### SOURCE RECORDS
######

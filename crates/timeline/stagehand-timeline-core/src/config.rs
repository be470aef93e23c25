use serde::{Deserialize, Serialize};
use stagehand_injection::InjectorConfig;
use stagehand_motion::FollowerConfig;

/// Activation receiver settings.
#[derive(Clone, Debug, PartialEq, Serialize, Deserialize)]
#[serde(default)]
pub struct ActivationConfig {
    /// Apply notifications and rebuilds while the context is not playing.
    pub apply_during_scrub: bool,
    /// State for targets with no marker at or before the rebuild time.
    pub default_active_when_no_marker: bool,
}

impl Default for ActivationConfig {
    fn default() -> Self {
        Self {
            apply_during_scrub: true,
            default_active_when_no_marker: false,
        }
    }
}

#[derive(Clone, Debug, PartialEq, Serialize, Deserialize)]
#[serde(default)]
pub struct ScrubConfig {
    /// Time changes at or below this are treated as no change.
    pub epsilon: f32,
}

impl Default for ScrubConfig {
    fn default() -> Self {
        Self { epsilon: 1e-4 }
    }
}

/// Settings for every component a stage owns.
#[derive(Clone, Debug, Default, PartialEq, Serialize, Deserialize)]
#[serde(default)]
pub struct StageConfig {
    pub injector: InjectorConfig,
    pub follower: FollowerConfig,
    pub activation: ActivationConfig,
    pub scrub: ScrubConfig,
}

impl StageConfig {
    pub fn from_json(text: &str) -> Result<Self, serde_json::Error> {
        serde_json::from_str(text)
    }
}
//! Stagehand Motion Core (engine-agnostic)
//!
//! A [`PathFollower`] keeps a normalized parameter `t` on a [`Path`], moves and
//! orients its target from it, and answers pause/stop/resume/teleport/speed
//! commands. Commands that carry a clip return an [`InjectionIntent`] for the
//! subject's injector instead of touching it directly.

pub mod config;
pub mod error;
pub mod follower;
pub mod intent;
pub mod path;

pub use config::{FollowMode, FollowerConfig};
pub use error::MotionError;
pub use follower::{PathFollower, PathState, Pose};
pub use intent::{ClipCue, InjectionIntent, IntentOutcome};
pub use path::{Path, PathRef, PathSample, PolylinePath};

######

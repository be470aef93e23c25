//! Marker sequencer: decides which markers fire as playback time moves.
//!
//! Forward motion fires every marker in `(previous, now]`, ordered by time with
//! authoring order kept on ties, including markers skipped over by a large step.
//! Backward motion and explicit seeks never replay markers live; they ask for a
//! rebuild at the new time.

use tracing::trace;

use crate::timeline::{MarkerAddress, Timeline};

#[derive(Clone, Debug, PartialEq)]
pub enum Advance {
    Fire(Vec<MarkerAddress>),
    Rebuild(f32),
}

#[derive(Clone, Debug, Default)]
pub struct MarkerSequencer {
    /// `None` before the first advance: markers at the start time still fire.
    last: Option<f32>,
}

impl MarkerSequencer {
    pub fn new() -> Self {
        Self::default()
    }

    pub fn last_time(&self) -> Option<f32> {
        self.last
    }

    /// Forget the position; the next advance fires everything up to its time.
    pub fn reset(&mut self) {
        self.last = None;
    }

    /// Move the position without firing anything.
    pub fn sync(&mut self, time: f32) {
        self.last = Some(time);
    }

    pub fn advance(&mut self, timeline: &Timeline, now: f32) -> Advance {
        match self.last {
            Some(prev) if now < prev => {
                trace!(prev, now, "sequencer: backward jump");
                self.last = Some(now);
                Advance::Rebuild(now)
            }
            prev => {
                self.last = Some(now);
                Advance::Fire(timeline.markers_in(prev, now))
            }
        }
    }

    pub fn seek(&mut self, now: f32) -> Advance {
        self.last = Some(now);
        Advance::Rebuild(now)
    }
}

######

Taking the records above as input, show every line in which the word "trace" is present.

### EXERCISE RESPONSE
use tracing::trace;
                trace!(prev, now, "sequencer: backward jump");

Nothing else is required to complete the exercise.